Records supplied below:

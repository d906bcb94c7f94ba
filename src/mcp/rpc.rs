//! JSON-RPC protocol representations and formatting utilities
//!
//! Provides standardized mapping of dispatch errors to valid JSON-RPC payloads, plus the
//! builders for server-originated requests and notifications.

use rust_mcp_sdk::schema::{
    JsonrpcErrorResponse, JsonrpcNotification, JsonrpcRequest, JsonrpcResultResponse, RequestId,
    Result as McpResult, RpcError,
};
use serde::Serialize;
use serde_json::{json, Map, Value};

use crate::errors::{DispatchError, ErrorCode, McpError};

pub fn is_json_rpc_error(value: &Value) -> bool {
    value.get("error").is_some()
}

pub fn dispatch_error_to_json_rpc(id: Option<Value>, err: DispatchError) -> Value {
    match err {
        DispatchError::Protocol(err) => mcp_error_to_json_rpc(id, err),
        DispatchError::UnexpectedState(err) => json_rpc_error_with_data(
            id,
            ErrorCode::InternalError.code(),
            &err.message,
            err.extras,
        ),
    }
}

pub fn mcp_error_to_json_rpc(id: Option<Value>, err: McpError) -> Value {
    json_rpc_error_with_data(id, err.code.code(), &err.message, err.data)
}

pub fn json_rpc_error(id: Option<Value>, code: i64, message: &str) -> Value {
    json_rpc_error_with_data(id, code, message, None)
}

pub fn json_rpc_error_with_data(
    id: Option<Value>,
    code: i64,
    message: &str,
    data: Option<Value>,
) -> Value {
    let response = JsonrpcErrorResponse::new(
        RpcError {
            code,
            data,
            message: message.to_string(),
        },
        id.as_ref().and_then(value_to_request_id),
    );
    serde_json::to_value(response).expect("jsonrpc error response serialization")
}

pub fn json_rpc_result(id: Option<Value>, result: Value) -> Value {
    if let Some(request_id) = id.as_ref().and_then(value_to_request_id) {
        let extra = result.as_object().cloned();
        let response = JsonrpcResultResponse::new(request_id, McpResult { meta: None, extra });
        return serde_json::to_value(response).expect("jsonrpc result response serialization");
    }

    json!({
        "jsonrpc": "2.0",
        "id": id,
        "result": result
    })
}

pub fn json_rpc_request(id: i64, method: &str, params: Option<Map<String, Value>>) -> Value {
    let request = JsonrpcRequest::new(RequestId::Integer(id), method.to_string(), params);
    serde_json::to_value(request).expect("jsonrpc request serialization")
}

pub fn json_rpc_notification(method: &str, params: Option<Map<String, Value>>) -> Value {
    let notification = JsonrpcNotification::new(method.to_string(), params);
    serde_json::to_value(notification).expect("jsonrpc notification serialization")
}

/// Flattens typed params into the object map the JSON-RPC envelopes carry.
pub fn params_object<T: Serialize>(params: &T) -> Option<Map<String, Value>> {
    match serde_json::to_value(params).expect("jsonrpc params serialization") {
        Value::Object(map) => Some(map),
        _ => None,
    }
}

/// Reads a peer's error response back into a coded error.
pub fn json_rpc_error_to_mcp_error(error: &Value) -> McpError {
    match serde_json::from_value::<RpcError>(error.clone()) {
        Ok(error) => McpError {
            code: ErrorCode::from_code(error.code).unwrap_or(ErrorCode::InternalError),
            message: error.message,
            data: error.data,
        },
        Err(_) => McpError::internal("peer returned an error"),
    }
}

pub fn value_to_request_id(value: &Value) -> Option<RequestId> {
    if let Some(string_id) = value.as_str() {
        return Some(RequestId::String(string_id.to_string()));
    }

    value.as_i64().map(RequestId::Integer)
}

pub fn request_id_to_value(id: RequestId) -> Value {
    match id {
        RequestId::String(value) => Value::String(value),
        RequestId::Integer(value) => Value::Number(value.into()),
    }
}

End of Records supplied.

• **Task statement**
Go through the records and pull out each line that includes the word "JsonrpcRequest".

• **Result of the task**
    JsonrpcErrorResponse, JsonrpcNotification, JsonrpcRequest, JsonrpcResultResponse, RequestId,
    let request = JsonrpcRequest::new(RequestId::Integer(id), method.to_string(), params);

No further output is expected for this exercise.